#### [Task statement]
Copy exactly the lines that run from the line containing "pub async fn put(&self, path: &str, body: impl" to the end of the material below, both ends included.

#### [Data supplied]

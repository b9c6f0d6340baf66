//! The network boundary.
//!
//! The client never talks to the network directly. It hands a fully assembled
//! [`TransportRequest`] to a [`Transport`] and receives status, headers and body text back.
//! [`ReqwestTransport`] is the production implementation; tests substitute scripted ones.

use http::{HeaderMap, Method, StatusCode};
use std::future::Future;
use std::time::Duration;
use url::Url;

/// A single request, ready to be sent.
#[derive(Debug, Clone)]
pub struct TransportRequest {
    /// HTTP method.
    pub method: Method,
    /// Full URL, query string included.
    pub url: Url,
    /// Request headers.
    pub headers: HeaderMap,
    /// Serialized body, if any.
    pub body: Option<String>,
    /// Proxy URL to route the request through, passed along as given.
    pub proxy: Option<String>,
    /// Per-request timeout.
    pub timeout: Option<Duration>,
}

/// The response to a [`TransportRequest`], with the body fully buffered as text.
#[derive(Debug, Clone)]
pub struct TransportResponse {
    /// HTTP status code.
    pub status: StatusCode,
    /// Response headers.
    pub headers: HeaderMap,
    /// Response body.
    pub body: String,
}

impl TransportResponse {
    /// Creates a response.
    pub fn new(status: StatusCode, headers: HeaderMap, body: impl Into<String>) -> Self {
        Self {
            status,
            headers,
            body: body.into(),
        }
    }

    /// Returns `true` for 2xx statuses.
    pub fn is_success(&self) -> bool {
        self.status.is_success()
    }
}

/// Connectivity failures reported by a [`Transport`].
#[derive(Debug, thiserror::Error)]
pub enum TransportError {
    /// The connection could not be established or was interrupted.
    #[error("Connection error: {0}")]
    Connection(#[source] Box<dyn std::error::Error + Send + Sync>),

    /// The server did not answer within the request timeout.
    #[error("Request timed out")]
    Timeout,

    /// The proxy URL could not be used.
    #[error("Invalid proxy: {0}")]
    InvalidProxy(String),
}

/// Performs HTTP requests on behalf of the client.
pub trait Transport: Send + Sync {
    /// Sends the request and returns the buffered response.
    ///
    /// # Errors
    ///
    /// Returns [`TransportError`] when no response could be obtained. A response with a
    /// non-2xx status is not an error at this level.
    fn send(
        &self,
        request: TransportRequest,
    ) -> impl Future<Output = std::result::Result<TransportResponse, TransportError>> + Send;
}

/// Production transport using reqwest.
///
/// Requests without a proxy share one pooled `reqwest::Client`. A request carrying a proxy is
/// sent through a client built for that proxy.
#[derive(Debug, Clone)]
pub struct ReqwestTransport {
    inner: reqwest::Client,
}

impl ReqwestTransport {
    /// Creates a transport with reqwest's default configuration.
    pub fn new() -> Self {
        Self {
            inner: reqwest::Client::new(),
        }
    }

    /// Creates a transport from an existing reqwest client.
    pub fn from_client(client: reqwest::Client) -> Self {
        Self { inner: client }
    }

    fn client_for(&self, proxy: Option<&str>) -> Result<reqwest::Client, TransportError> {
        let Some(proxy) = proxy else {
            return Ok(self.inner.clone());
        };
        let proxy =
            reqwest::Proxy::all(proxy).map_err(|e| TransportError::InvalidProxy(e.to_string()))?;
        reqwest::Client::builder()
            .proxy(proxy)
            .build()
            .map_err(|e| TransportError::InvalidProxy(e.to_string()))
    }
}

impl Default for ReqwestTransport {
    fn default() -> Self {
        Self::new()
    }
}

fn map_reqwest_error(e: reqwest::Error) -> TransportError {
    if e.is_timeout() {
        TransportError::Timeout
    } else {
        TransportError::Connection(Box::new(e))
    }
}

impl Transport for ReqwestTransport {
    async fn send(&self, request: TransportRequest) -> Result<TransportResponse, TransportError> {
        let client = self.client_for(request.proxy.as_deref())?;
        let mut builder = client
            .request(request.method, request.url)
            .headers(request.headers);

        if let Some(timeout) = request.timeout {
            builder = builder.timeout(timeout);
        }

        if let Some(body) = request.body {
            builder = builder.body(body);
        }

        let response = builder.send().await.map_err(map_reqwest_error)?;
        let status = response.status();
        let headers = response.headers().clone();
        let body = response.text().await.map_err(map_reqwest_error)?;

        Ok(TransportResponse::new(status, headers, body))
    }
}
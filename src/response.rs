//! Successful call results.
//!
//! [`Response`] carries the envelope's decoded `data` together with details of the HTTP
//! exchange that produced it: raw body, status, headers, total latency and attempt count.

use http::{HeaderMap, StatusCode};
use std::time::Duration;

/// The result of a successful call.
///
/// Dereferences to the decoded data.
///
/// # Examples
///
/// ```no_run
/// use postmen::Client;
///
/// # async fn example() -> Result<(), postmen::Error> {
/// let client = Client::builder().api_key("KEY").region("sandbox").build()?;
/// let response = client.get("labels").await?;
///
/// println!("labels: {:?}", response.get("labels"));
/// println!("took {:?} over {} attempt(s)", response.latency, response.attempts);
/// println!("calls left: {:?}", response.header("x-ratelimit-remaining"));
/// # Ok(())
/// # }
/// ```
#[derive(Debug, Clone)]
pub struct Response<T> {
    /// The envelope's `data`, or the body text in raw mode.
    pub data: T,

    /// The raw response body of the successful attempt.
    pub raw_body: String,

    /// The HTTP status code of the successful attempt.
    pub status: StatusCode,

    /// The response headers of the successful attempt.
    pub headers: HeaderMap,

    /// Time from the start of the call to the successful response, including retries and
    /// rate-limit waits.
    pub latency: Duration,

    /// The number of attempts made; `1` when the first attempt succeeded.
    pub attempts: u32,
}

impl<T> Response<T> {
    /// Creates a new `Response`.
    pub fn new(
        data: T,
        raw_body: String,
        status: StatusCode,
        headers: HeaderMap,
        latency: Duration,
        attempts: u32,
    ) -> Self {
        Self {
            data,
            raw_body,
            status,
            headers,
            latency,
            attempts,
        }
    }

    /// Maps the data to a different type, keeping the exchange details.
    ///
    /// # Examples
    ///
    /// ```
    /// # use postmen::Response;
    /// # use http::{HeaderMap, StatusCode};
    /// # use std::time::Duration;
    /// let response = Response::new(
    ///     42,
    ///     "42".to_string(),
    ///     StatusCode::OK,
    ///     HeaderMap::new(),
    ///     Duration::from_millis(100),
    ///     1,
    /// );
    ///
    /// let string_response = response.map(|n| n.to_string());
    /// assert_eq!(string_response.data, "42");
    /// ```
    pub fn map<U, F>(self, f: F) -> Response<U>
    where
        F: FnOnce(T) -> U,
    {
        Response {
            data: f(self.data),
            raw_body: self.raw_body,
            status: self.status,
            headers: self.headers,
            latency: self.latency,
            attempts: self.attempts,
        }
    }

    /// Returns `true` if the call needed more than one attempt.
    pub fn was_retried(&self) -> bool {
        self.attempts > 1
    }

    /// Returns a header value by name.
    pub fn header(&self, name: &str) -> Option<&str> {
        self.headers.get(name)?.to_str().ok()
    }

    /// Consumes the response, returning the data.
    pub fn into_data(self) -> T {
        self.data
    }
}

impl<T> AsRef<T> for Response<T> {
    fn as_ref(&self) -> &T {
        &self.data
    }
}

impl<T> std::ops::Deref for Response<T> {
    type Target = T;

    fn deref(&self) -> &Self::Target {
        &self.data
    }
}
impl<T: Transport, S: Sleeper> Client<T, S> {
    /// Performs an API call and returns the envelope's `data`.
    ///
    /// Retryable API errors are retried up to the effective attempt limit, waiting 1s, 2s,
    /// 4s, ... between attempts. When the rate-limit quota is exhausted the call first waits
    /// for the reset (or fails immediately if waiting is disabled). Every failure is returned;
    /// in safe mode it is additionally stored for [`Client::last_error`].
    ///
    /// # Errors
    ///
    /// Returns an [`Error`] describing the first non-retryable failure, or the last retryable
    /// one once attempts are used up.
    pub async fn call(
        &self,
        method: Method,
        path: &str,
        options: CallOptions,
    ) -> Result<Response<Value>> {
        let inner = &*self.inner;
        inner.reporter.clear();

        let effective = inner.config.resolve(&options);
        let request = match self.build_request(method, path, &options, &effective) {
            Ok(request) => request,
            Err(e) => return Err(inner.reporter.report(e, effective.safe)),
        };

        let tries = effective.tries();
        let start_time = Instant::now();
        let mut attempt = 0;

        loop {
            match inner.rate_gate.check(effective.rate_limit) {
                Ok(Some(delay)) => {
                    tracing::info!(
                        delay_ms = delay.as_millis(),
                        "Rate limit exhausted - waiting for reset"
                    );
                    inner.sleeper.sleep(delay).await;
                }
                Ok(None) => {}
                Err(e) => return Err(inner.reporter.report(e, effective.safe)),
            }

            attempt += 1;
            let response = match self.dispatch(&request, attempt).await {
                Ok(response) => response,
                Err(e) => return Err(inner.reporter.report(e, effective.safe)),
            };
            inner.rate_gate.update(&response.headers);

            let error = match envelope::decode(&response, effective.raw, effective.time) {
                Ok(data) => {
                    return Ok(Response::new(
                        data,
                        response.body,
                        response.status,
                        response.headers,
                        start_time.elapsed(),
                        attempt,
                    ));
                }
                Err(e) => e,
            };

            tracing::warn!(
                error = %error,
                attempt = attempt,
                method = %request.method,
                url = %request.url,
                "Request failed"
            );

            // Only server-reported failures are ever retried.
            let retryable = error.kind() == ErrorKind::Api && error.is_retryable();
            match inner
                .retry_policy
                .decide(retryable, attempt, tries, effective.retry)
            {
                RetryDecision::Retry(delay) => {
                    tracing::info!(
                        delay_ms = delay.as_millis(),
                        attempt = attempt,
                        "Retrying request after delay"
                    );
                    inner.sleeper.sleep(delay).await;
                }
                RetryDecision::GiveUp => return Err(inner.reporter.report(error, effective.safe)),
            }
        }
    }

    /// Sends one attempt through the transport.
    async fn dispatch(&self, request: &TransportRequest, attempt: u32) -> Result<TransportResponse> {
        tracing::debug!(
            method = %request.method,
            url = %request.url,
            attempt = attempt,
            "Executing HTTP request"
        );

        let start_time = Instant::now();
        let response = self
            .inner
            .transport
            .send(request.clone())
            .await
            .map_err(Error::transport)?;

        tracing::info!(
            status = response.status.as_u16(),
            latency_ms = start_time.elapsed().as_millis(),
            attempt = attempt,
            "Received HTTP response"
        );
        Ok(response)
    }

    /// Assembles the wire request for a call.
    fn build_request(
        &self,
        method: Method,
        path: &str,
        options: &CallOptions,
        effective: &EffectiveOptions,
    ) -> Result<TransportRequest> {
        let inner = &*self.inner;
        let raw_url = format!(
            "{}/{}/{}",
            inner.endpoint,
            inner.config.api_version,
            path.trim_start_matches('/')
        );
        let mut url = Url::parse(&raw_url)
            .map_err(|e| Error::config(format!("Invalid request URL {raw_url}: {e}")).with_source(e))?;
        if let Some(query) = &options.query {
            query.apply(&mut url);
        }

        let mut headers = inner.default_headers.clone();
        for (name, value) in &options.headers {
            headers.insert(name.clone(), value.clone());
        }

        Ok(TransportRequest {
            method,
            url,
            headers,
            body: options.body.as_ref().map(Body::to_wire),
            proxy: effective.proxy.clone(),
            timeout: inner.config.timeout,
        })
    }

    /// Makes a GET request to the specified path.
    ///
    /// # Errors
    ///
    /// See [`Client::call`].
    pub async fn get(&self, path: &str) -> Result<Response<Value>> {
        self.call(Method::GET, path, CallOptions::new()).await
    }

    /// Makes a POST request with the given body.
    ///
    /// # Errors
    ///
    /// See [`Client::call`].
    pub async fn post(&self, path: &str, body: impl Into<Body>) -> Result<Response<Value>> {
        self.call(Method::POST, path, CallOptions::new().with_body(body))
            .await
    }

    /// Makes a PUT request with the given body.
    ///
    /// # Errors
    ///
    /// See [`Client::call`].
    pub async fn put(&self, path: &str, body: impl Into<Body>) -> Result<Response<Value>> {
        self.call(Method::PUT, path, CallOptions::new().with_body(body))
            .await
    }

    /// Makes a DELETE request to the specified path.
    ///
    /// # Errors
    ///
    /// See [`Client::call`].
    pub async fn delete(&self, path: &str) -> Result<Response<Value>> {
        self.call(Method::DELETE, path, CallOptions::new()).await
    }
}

#### [Answer to this problem]
    pub async fn put(&self, path: &str, body: impl Into<Body>) -> Result<Response<Value>> {
        self.call(Method::PUT, path, CallOptions::new().with_body(body))
            .await
    }

    /// Makes a DELETE request to the specified path.
    ///
    /// # Errors
    ///
    /// See [`Client::call`].
    pub async fn delete(&self, path: &str) -> Result<Response<Value>> {
        self.call(Method::DELETE, path, CallOptions::new()).await
    }
}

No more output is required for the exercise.